Jianling Li (), Juan He and Zihan Xu
Additional contact information
Jianling Li: School of Political and Economic Management, Guizhou Minzu University, Guiyang 550025, China
Juan He: School of Political and Economic Management, Guizhou Minzu University, Guiyang 550025, China
Zihan Xu: School of Economics and Management, Xinjiang University, Urumqi 830046, China

Sustainability, 2025, vol. 17, issue 10, 1-30

Abstract: Many decommissioned wind turbines (WTs) present significant recycling management challenges. Improper disposal wastes resources and generates additional carbon emissions, which contradicts the Sustainable Development Goals (SDGs). This study constructs a sine cosine algorithm (SCA)–ITransformer–BiLSTM deep learning prediction model, integrated with dynamic material flow analysis (DMFA) and a multi-dimensional Energy–Economy–Environment–Society (3E1S) sustainability assessment framework.

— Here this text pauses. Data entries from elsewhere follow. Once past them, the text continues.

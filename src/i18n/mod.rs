//! Internationalization (i18n) module: request-scoped message translation.
//!
//! # Architecture
//!
//! - `language`: Language tags, canonical form and fallback chains
//! - `source`: Read-only file trees the catalogs are loaded from
//! - `registry`: Unmarshallers keyed by file extension
//! - `catalog`: Messages, catalogs and the atomically published catalog store
//! - `plural`: CLDR plural operands and per-language rules
//! - `template`: `{{.Name}}` placeholder expansion
//! - `resolver`: Preference-ordered lookup (`Localizer`)
//! - `negotiator`: Extractor chain building the language preference list
//! - `reload`: Staleness checks for development mode
//! - `translator`: The facade tying everything together per unit of work
//! - `validator`: Cross-language catalog consistency
//! - `metrics`: Translation observability and metrics
//!
//! # Example
//!
//! ```
//! use std::sync::Arc;
//! use request_i18n::i18n::{Args, MemoryFileTree, StaticRequestContext, TranslatorBuilder};
//!
//! let tree = MemoryFileTree::new()
//!     .with_file("en.json", r#"{"items": {"one": "{{.PluralCount}} item", "other": "{{.PluralCount}} items"}}"#)
//!     .with_file("es.json", r#"{"items": {"one": "{{.PluralCount}} artículo", "other": "{{.PluralCount}} artículos"}}"#);
//! let translator = TranslatorBuilder::new(Arc::new(tree), "en").build()?;
//!
//! let request = StaticRequestContext::new().with_header("Accept-Language", "es-MX, en;q=0.5");
//! let uow = translator.begin(&request)?;
//! assert_eq!(uow.translate("items", &Args::count(1))?, "1 artículo");
//! assert_eq!(uow.translate("items", &Args::count(5))?, "5 artículos");
//! # Ok::<(), request_i18n::I18nError>(())
//! ```

mod catalog;
mod language;
mod metrics;
mod negotiator;
mod plural;
mod registry;
mod reload;
mod resolver;
mod source;
mod template;
mod translator;
mod validator;

pub use catalog::{
    decode_document, infer_language, source_key, Catalog, CatalogSource, CatalogStore, Message,
    MessageBody, ParsedFile, LANGUAGE_HEADER,
};
pub use language::LanguageTag;
pub use metrics::{MetricsReport, TranslationMetrics};
pub use negotiator::{
    default_extractors, parse_accept_language, parse_weighted_accept_language, Extractor,
    ExtractorOptions, Negotiator, RequestContext, StaticRequestContext, COOKIE_NAME, SESSION_NAME,
    URL_PREFIX_NAME,
};
pub use plural::{categories, plural_category, PluralCategory, PluralOperands};
pub use registry::{FormatRegistry, UnmarshalFn};
pub use reload::{ReloadSupervisor, DEVELOPMENT};
pub use resolver::{template_data, Args, Localizer, PluralCount, TemplateData, COUNT_KEY, PLURAL_COUNT_KEY};
pub use source::{DirFileTree, FileEntry, FileTree, MemoryFileTree};
pub use template::{expand, placeholders};
pub use translator::{TranslateHelper, Translator, TranslatorBuilder, UnitOfWork};
pub use validator::{CatalogValidator, ValidationReport};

This hybrid approach systematically reveals the spatiotemporal evolution patterns and circular economy value of WTs in China by synthesizing multi-source heterogeneous data encompassing policy dynamics, technological advancements, and regional resource endowments. Results demonstrate that China will enter a sustained wave of WT retirements post-2030, with an annual decommissioned capacity exceeding 15 GW. By 2050, new installations and retirements will reach a dynamic equilibrium. North and Northwest China are emerging as core retirement zones, accounting for approximately 50% of the national total. Inner Mongolia and Xinjiang face maximum recycling pressures. The recycling of decommissioned WTs could yield approximately CNY 198.5 billion in direct economic benefits and reduce CO 2 equivalent emissions by 4.78 to 8.14 billion tons. The 3E1S framework fills critical gaps in quantifying the comprehensive benefits of equipment retirement, offering a theoretically grounded and practically actionable paradigm for the global wind industry’s circular transition.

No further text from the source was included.